For months, my parents and I tried to get on Trillium: a provincial prescription insurance that takes applicant’s financial information into consideration. While we were approved, they decided to take my parent’s income into consideration and the deductible was so high as to make the coverage essentially non-existent. This is a common occurrence. Despite the fact that my parents lived more than 8 hours away, it made no difference into their considerations.
When my Crohn’s kicked in, I was switched from biologic to biologic, finally ending up on Remicade. Had it stayed at that, the situation my family and I had going might have been able to continue. This was not the case however, as my Crohn’s refused to go into remission. I was getting better, but only in that I was no longer ending up in the hospital every two weeks. Instead, I was still sick, but was able to limit hospital admissions to twice a year. I was able to simply survive my flare until the next dose, and experience a brief window of seeming normality immediately after the infusion. My doctor decided that something more extreme had to be done to try and push my system into remission. I would have to go on a double dose of Remicade.

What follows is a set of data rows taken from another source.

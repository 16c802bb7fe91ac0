//! End-to-end checks over the bundled portfolio fixtures

use rust_decimal::Decimal;
use rusty_money::{Money, iso::EUR};
use testresult::TestResult;

use satchel::{catalog::RejectReason, prelude::*};

#[test]
fn training_portfolio_finds_best_return() -> TestResult {
    let fixture = Fixture::from_set("training")?;
    let catalog = fixture.catalog()?;
    let prepared = catalog.prepare()?;
    let budget = catalog.budget_units(&fixture.budget()?)?;

    assert_eq!(prepared.items().len(), 20);
    assert!(prepared.rejected().is_empty());

    let solution = DynamicSolver::default().solve(prepared.items(), budget)?;
    let report = Report::from_solution(&catalog, &prepared, &solution, budget)?;

    let mut names: Vec<&str> = solution.selected_items().map(Item::id).collect();
    names.sort_unstable();

    assert_eq!(
        names,
        [
            "Action-10",
            "Action-11",
            "Action-13",
            "Action-18",
            "Action-19",
            "Action-20",
            "Action-4",
            "Action-5",
            "Action-6",
            "Action-8",
        ]
    );
    assert_eq!(report.best_return(), Decimal::new(9908, 2));
    assert_eq!(report.total_cost(), Money::from_minor(49_800, EUR));
    assert_eq!(report.remaining(), Money::from_minor(200, EUR));

    Ok(())
}

#[test]
fn training_portfolio_compact_matches_full_table() -> TestResult {
    let fixture = Fixture::from_set("training")?;
    let catalog = fixture.catalog()?;
    let prepared = catalog.prepare()?;
    let budget = catalog.budget_units(&fixture.budget()?)?;

    let full = DynamicSolver::new(SolverConfig::full_table()).solve(prepared.items(), budget)?;
    let compact = DynamicSolver::new(SolverConfig::compact()).solve(prepared.items(), budget)?;

    assert_eq!(full, compact);

    Ok(())
}

#[test]
fn small_portfolio_rejects_bad_records() -> TestResult {
    let fixture = Fixture::from_set("small")?;
    let catalog = fixture.catalog()?;
    let prepared = catalog.prepare()?;

    let ids: Vec<&str> = prepared.items().iter().map(Item::id).collect();
    assert_eq!(ids, ["Share-GRUT", "Share-KMTG", "Share-XJMO"]);

    let reasons: Vec<RejectReason> = prepared
        .rejected()
        .iter()
        .map(|rejection| rejection.reason)
        .collect();
    assert_eq!(
        reasons,
        [
            RejectReason::NonPositivePrice,
            RejectReason::Duplicate,
            RejectReason::NonPositiveRate,
        ]
    );

    let budget = catalog.budget_units(&fixture.budget()?)?;
    let solution = DynamicSolver::default().solve(prepared.items(), budget)?;
    let report = Report::from_solution(&catalog, &prepared, &solution, budget)?;

    assert_eq!(report.best_return(), Decimal::new(196_611_192, 6));
    assert_eq!(report.best_return_money()?, Money::from_minor(19_661, EUR));

    Ok(())
}

#[test]
fn cell_limit_guards_large_budgets() -> TestResult {
    let fixture = Fixture::from_set("training")?;
    let catalog = fixture.catalog()?;
    let prepared = catalog.prepare()?;
    let budget = catalog.budget_units(&fixture.budget()?)?;

    let solver = DynamicSolver::new(SolverConfig::compact().with_max_cells(10_000));

    assert!(matches!(
        solver.solve(prepared.items(), budget),
        Err(SolverError::TableTooLarge { limit: 10_000, .. })
    ));

    Ok(())
}
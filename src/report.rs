//! Report
//!
//! Turns a [`Solution`] back into money and renders it as a table.

use std::{cmp::Reverse, io};

use rust_decimal::{Decimal, RoundingStrategy, prelude::ToPrimitive};
use rusty_money::{Money, iso::Currency};
use tabled::{
    builder::Builder,
    settings::{
        Alignment, Color, Style,
        object::{Columns, Rows},
    },
};
use thiserror::Error;

use crate::{
    catalog::{Catalog, Prepared, RETURN_SCALE, return_amount},
    solvers::Solution,
};

/// Errors that can occur when building or writing a report.
#[derive(Debug, Error, PartialEq, Eq)]
pub enum ReportError {
    /// A selected item has no share in the catalog.
    #[error("no share for selected item {0}")]
    MissingShare(usize),

    /// A total does not fit in minor units.
    #[error("report total overflows")]
    Overflow,

    /// IO error
    #[error("IO error")]
    IO,
}

/// One bought share
#[derive(Debug, Clone, PartialEq)]
pub struct ReportLine<'a> {
    /// Share name
    pub name: String,

    /// Price paid
    pub price: Money<'a, Currency>,

    /// Profit rate in percent
    pub rate: Decimal,

    /// Return in fixed-point return units
    pub return_units: i64,

    /// Exact return in currency units
    pub return_amount: Decimal,
}

/// Selected shares with their totals
#[derive(Debug, Clone)]
pub struct Report<'a> {
    /// Sorted by return, highest first
    lines: Vec<ReportLine<'a>>,

    budget: Money<'a, Currency>,

    total_cost: Money<'a, Currency>,

    remaining: Money<'a, Currency>,

    /// Exact best return in return units
    best_return_units: i64,

    currency: &'static Currency,
}

impl<'a> Report<'a> {
    /// Build a report for a solution over a prepared catalog.
    ///
    /// # Errors
    ///
    /// - [`ReportError::MissingShare`] if a selected item cannot be traced back to a share.
    /// - [`ReportError::Overflow`] if the remaining budget cannot be represented.
    pub fn from_solution(
        catalog: &Catalog<'a>,
        prepared: &Prepared,
        solution: &Solution<'_>,
        budget_minor: i64,
    ) -> Result<Self, ReportError> {
        let currency = catalog.currency();

        let mut lines = solution
            .selected_indices()
            .iter()
            .zip(solution.selected_items())
            .map(|(&item_idx, item)| {
                let share = prepared
                    .source(item_idx)
                    .and_then(|source| catalog.get(source))
                    .ok_or(ReportError::MissingShare(item_idx))?;

                Ok(ReportLine {
                    name: share.name().to_string(),
                    price: *share.price(),
                    rate: share.rate(),
                    return_units: item.return_value(),
                    return_amount: return_amount(item.return_value(), currency),
                })
            })
            .collect::<Result<Vec<_>, ReportError>>()?;

        lines.sort_by(|a, b| {
            Reverse(a.return_units)
                .cmp(&Reverse(b.return_units))
                .then_with(|| a.name.cmp(&b.name))
        });

        let cost_minor = solution.total_cost();
        let remaining_minor = budget_minor
            .checked_sub(cost_minor)
            .ok_or(ReportError::Overflow)?;

        Ok(Self {
            lines,
            budget: Money::from_minor(budget_minor, currency),
            total_cost: Money::from_minor(cost_minor, currency),
            remaining: Money::from_minor(remaining_minor, currency),
            best_return_units: solution.best_return(),
            currency,
        })
    }

    /// Bought shares, highest return first
    pub fn lines(&self) -> &[ReportLine<'a>] {
        &self.lines
    }

    /// Budget available
    pub fn budget(&self) -> Money<'a, Currency> {
        self.budget
    }

    /// Total paid for the selected shares
    pub fn total_cost(&self) -> Money<'a, Currency> {
        self.total_cost
    }

    /// Budget left over
    pub fn remaining(&self) -> Money<'a, Currency> {
        self.remaining
    }

    /// Exact best return in currency units
    pub fn best_return(&self) -> Decimal {
        return_amount(self.best_return_units, self.currency)
    }

    /// Best return rounded to the currency's minor unit (half to even).
    ///
    /// # Errors
    ///
    /// Returns [`ReportError::Overflow`] if the rounded value does not fit in minor units.
    pub fn best_return_money(&self) -> Result<Money<'a, Currency>, ReportError> {
        let minor = rounded_minor(self.best_return_units).ok_or(ReportError::Overflow)?;

        Ok(Money::from_minor(minor, self.currency))
    }

    /// Return as a percentage of the amount spent, two decimal places.
    ///
    /// `None` when nothing was spent.
    pub fn yield_percent(&self) -> Option<Decimal> {
        let spent = Decimal::from(self.total_cost.to_minor_units());

        if spent.is_zero() {
            return None;
        }

        let ratio = Decimal::from(self.best_return_units)
            .checked_div(spent * Decimal::from(RETURN_SCALE))?;

        Some((ratio * Decimal::ONE_HUNDRED).round_dp(2))
    }

    /// Writes the report table and summary.
    ///
    /// # Errors
    ///
    /// Returns an error if the report cannot be written.
    pub fn write_to(&self, mut out: impl io::Write) -> Result<(), ReportError> {
        let mut builder = Builder::default();

        builder.push_record(["", "Share", "Price", "Profit", "Return"]);

        for (idx, line) in self.lines.iter().enumerate() {
            let rounded = Money::from_minor(
                rounded_minor(line.return_units).ok_or(ReportError::Overflow)?,
                self.currency,
            );

            builder.push_record([
                format!("#{:<3}", idx + 1),
                line.name.clone(),
                format!("{}", line.price),
                format!("{}%", line.rate.normalize()),
                format!("{rounded}"),
            ]);
        }

        let mut table = builder.build();

        table.with(Style::modern_rounded());
        table.modify(Rows::first(), Color::BOLD);
        table.modify(Columns::new(2..5), Alignment::right());

        writeln!(out, "\n{table}").map_err(|_err| ReportError::IO)?;

        self.write_summary(&mut out)
    }

    fn write_summary(&self, out: &mut impl io::Write) -> Result<(), ReportError> {
        let best_return = self.best_return_money()?;
        let yield_percent = self
            .yield_percent()
            .map_or_else(|| "-".to_string(), |percent| format!("{percent}%"));

        let rows = [
            (" Shares:", self.lines.len().to_string()),
            (" Budget:", format!("{}", self.budget)),
            (" Total cost:", format!("{}", self.total_cost)),
            (" Remaining:", format!("{}", self.remaining)),
            (" Return:", format!("{best_return}")),
            (" Yield:", yield_percent),
        ];

        let label_width = rows.iter().map(|(label, _)| label.len()).max().unwrap_or(0);
        let value_width = rows.iter().map(|(_, value)| value.len()).max().unwrap_or(0);

        for (label, value) in &rows {
            writeln!(out, "{label:<label_width$} {value:>value_width$}")
                .map_err(|_err| ReportError::IO)?;
        }

        writeln!(out).map_err(|_err| ReportError::IO)
    }
}

/// Return units to whole minor units, half to even.
fn rounded_minor(units: i64) -> Option<i64> {
    (Decimal::from(units) / Decimal::from(RETURN_SCALE))
        .round_dp_with_strategy(0, RoundingStrategy::MidpointNearestEven)
        .to_i64()
}
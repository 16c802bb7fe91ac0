//! Catalog
//!
//! Shares priced in one currency, and their conversion into solver [`Item`]s.
//!
//! Costs become minor units. Returns are kept exact by measuring them in
//! [`RETURN_SCALE`] units per minor unit: a share costing 2050 minor units with a
//! 17.25% rate returns `2050 × 1725` units, which is 353.625 minor units.

use std::fmt;

use rust_decimal::{Decimal, prelude::ToPrimitive};
use rustc_hash::FxHashSet;
use rusty_money::{Money, iso::Currency};
use thiserror::Error;
use tracing::{debug, warn};

use crate::items::Item;

/// Return units per currency minor unit
pub const RETURN_SCALE: i64 = 10_000;

/// Errors related to catalog construction.
#[derive(Debug, Error, PartialEq)]
pub enum CatalogError {
    /// A share's currency differs from the catalog currency (index, share currency, catalog currency).
    #[error("Share {0} has currency {1}, but catalog has currency {2}")]
    CurrencyMismatch(usize, &'static str, &'static str),
}

/// Errors turning shares into solver items.
#[derive(Debug, Error, PartialEq)]
pub enum PreparationError {
    /// Rate has more precision than a basis point.
    #[error("rate {rate}% for {name} is finer than a basis point")]
    RatePrecision {
        /// Share name
        name: String,
        /// Offending rate, in percent
        rate: Decimal,
    },

    /// Cost times rate does not fit an `i64`.
    #[error("return for {name} overflows")]
    Overflow {
        /// Share name
        name: String,
    },
}

/// A share that can be bought once, at a fixed price, for a fixed profit rate.
#[derive(Clone, Debug, PartialEq)]
pub struct Share<'a> {
    name: String,
    price: Money<'a, Currency>,
    rate: Decimal,
}

impl<'a> Share<'a> {
    /// Creates a share. `rate` is a percentage, so `17.25` means 17.25%.
    pub fn new(name: impl Into<String>, price: Money<'a, Currency>, rate: Decimal) -> Self {
        Self {
            name: name.into(),
            price,
            rate,
        }
    }

    /// Share name
    pub fn name(&self) -> &str {
        &self.name
    }

    /// Share price
    pub fn price(&self) -> &Money<'a, Currency> {
        &self.price
    }

    /// Profit rate in percent
    pub fn rate(&self) -> Decimal {
        self.rate
    }
}

/// Why a share was left out of the solver input
#[derive(Debug, Clone, Copy, PartialEq, Eq)]
pub enum RejectReason {
    /// Price is zero or negative
    NonPositivePrice,

    /// Rate is zero or negative
    NonPositiveRate,

    /// An earlier share has the same name
    Duplicate,
}

impl fmt::Display for RejectReason {
    fn fmt(&self, f: &mut fmt::Formatter<'_>) -> fmt::Result {
        match self {
            RejectReason::NonPositivePrice => f.write_str("price is not positive"),
            RejectReason::NonPositiveRate => f.write_str("rate is not positive"),
            RejectReason::Duplicate => f.write_str("duplicate name"),
        }
    }
}

/// A share that was left out
#[derive(Debug, Clone, PartialEq, Eq)]
pub struct Rejection {
    /// Index of the share in the catalog
    pub index: usize,

    /// Why it was rejected
    pub reason: RejectReason,
}

/// Solver input built from a catalog
#[derive(Debug, Clone, PartialEq, Eq)]
pub struct Prepared {
    items: Vec<Item>,

    /// Catalog index of each item
    sources: Vec<usize>,

    rejected: Vec<Rejection>,
}

impl Prepared {
    /// The solver items, in catalog order
    pub fn items(&self) -> &[Item] {
        &self.items
    }

    /// Catalog index for the item at `item_idx`
    pub fn source(&self, item_idx: usize) -> Option<usize> {
        self.sources.get(item_idx).copied()
    }

    /// Shares that were left out
    pub fn rejected(&self) -> &[Rejection] {
        &self.rejected
    }
}

/// Catalog
#[derive(Debug)]
pub struct Catalog<'a> {
    shares: Vec<Share<'a>>,
    currency: &'static Currency,
}

impl<'a> Catalog<'a> {
    /// Create an empty catalog in the given currency.
    pub fn new(currency: &'static Currency) -> Self {
        Catalog {
            shares: Vec::new(),
            currency,
        }
    }

    /// Create a new catalog with the given shares.
    ///
    /// # Errors
    ///
    /// Returns a `CatalogError` if a share is priced in another currency.
    pub fn with_shares(
        shares: impl Into<Vec<Share<'a>>>,
        currency: &'static Currency,
    ) -> Result<Self, CatalogError> {
        let shares = shares.into();

        shares.iter().enumerate().try_for_each(|(i, share)| {
            let share_currency = share.price().currency();
            if share_currency == currency {
                Ok(())
            } else {
                Err(CatalogError::CurrencyMismatch(
                    i,
                    share_currency.iso_alpha_code,
                    currency.iso_alpha_code,
                ))
            }
        })?;

        Ok(Catalog { shares, currency })
    }

    /// Get a share by catalog index
    pub fn get(&self, idx: usize) -> Option<&Share<'a>> {
        self.shares.get(idx)
    }

    /// Iterate over the shares in catalog order.
    pub fn iter(&self) -> impl Iterator<Item = &Share<'a>> {
        self.shares.iter()
    }

    /// Get the number of shares in the catalog.
    pub fn len(&self) -> usize {
        self.shares.len()
    }

    /// Check if the catalog is empty.
    pub fn is_empty(&self) -> bool {
        self.shares.is_empty()
    }

    /// Get the currency of the catalog.
    pub fn currency(&self) -> &'static Currency {
        self.currency
    }

    /// Converts a budget into minor units.
    ///
    /// # Errors
    ///
    /// Returns a `CatalogError` if the budget is in another currency.
    pub fn budget_units(&self, budget: &Money<'_, Currency>) -> Result<i64, CatalogError> {
        if budget.currency() == self.currency {
            Ok(budget.to_minor_units())
        } else {
            Err(CatalogError::CurrencyMismatch(
                0,
                budget.currency().iso_alpha_code,
                self.currency.iso_alpha_code,
            ))
        }
    }

    /// Converts the catalog into solver items.
    ///
    /// Shares with a non-positive price or rate, and repeats of an earlier name,
    /// are left out and listed in [`Prepared::rejected`].
    ///
    /// # Errors
    ///
    /// - [`PreparationError::RatePrecision`] if a rate is finer than a basis point.
    /// - [`PreparationError::Overflow`] if a return cannot be represented.
    pub fn prepare(&self) -> Result<Prepared, PreparationError> {
        let mut seen: FxHashSet<&str> = FxHashSet::default();
        let mut prepared = Prepared {
            items: Vec::with_capacity(self.shares.len()),
            sources: Vec::with_capacity(self.shares.len()),
            rejected: Vec::new(),
        };

        for (index, share) in self.shares.iter().enumerate() {
            let cost = share.price().to_minor_units();

            let reason = if cost <= 0 {
                Some(RejectReason::NonPositivePrice)
            } else if share.rate() <= Decimal::ZERO {
                Some(RejectReason::NonPositiveRate)
            } else if !seen.insert(share.name()) {
                Some(RejectReason::Duplicate)
            } else {
                None
            };

            if let Some(reason) = reason {
                warn!(share = share.name(), index, %reason, "share rejected");
                prepared.rejected.push(Rejection { index, reason });
                continue;
            }

            let bps = rate_basis_points(share)?;
            let return_value = cost
                .checked_mul(bps)
                .ok_or_else(|| PreparationError::Overflow {
                    name: share.name().to_string(),
                })?;

            prepared
                .items
                .push(Item::new(share.name(), cost, return_value));
            prepared.sources.push(index);
        }

        debug!(
            accepted = prepared.items.len(),
            rejected = prepared.rejected.len(),
            "catalog prepared"
        );

        Ok(prepared)
    }
}

/// Percent rate as whole basis points, rejecting anything finer.
fn rate_basis_points(share: &Share<'_>) -> Result<i64, PreparationError> {
    let precision = || PreparationError::RatePrecision {
        name: share.name().to_string(),
        rate: share.rate(),
    };

    let bps = share
        .rate()
        .checked_mul(Decimal::ONE_HUNDRED)
        .ok_or_else(precision)?;

    if !bps.fract().is_zero() {
        return Err(precision());
    }

    bps.to_i64().ok_or_else(|| PreparationError::Overflow {
        name: share.name().to_string(),
    })
}

/// Converts return units back into an exact decimal amount of money.
pub fn return_amount(units: i64, currency: &Currency) -> Decimal {
    let minor = Decimal::from(units) / Decimal::from(RETURN_SCALE);

    minor / Decimal::from(10_i64.pow(currency.exponent))
}

#[cfg(test)]
mod tests {
    use rusty_money::iso;
    use testresult::TestResult;

    use super::*;

    fn share(name: &str, minor: i64, rate: Decimal) -> Share<'static> {
        Share::new(name, Money::from_minor(minor, iso::EUR), rate)
    }

    #[test]
    fn with_shares_currency_mismatch_errors() {
        let shares = [
            share("A", 100, Decimal::from(5)),
            Share::new("B", Money::from_minor(100, iso::GBP), Decimal::from(5)),
        ];

        assert_eq!(
            Catalog::with_shares(shares, iso::EUR).err(),
            Some(CatalogError::CurrencyMismatch(
                1,
                iso::GBP.iso_alpha_code,
                iso::EUR.iso_alpha_code,
            ))
        );
    }

    #[test]
    fn prepare_converts_exactly() -> TestResult {
        let catalog = Catalog::with_shares([share("A", 2050, Decimal::new(1725, 2))], iso::EUR)?;

        let prepared = catalog.prepare()?;

        assert_eq!(prepared.items(), [Item::new("A", 2050, 2050 * 1725)]);
        assert_eq!(prepared.source(0), Some(0));

        Ok(())
    }

    #[test]
    fn prepare_drops_non_positive_and_duplicates() -> TestResult {
        let catalog = Catalog::with_shares(
            [
                share("Zero", 0, Decimal::from(5)),
                share("A", 100, Decimal::from(5)),
                share("Negative", -100, Decimal::from(5)),
                share("Flat", 100, Decimal::from(0)),
                share("A", 300, Decimal::from(9)),
                share("B", 200, Decimal::new(15, 1)),
            ],
            iso::EUR,
        )?;

        let prepared = catalog.prepare()?;

        let ids: Vec<&str> = prepared.items().iter().map(Item::id).collect();
        assert_eq!(ids, ["A", "B"]);
        assert_eq!(prepared.source(1), Some(5));

        let reasons: Vec<(usize, RejectReason)> = prepared
            .rejected()
            .iter()
            .map(|rejection| (rejection.index, rejection.reason))
            .collect();

        assert_eq!(
            reasons,
            [
                (0, RejectReason::NonPositivePrice),
                (2, RejectReason::NonPositivePrice),
                (3, RejectReason::NonPositiveRate),
                (4, RejectReason::Duplicate),
            ]
        );

        Ok(())
    }

    #[test]
    fn prepare_rejects_sub_basis_point_rates() -> TestResult {
        let catalog = Catalog::with_shares([share("A", 100, Decimal::new(1234, 3))], iso::EUR)?;

        assert_eq!(
            catalog.prepare(),
            Err(PreparationError::RatePrecision {
                name: "A".to_string(),
                rate: Decimal::new(1234, 3),
            })
        );

        Ok(())
    }

    #[test]
    fn prepare_reports_overflow() -> TestResult {
        let catalog = Catalog::with_shares([share("A", i64::MAX / 2, Decimal::from(50))], iso::EUR)?;

        assert_eq!(
            catalog.prepare(),
            Err(PreparationError::Overflow {
                name: "A".to_string()
            })
        );

        Ok(())
    }

    #[test]
    fn budget_units_checks_currency() -> TestResult {
        let catalog = Catalog::new(iso::EUR);

        assert_eq!(catalog.budget_units(&Money::from_minor(50_000, iso::EUR))?, 50_000);
        assert!(catalog.budget_units(&Money::from_minor(1, iso::USD)).is_err());

        Ok(())
    }

    #[test]
    fn return_amount_is_exact() {
        assert_eq!(return_amount(2050 * 1725, iso::EUR), Decimal::new(353625, 5));
        assert_eq!(return_amount(0, iso::EUR), Decimal::ZERO);
    }
}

My first double dose however would be given before I could qualify for Trillium. With that in mind, I did something I had been hoping to avoid for a long period of time: I took out a student loan. More accurately, I took out a student line of credit. I used the money from the line of credit to pay for my next dose. I also used it to help pay expenses until I could find a job that would be able to cover everything: rent, groceries, everything. I was officially on my own. Months before this happened, my house had burned down and I had lost everything. I had little clothing, and not very much furniture. The insurance money had gone towards paying my next year’s tuition, as well putting down a down payment on a new apartment, and supplying me with a very limited wardrobe to replace what was lost.
I found a job that would help cover things. I was prepared to work hard. I wanted to keep this job until I was finished with school and could get my long term job/career. I knew it would be difficult, but I was prepared to apply myself and be the perfect employee. I saw myself on the path to middle class normalcy: a little difficulty in the beginning followed by relative comfort and security in a white collar/professional job. I didn’t want to be a millionaire or a CEO. I wanted to someday have a house and a car, to have a family, to have a job that I like, that makes me feel as though I am making a difference. I wanted to be able to occasionally go on a vacation, and to have fun with making my interesting recipes. I wanted to save for retirement. I wanted to occasionally be able to splurge on something knowing that while it might mean saving for a few months, it wouldn’t put my life, home, or security at risk. I still want/dream of all those things.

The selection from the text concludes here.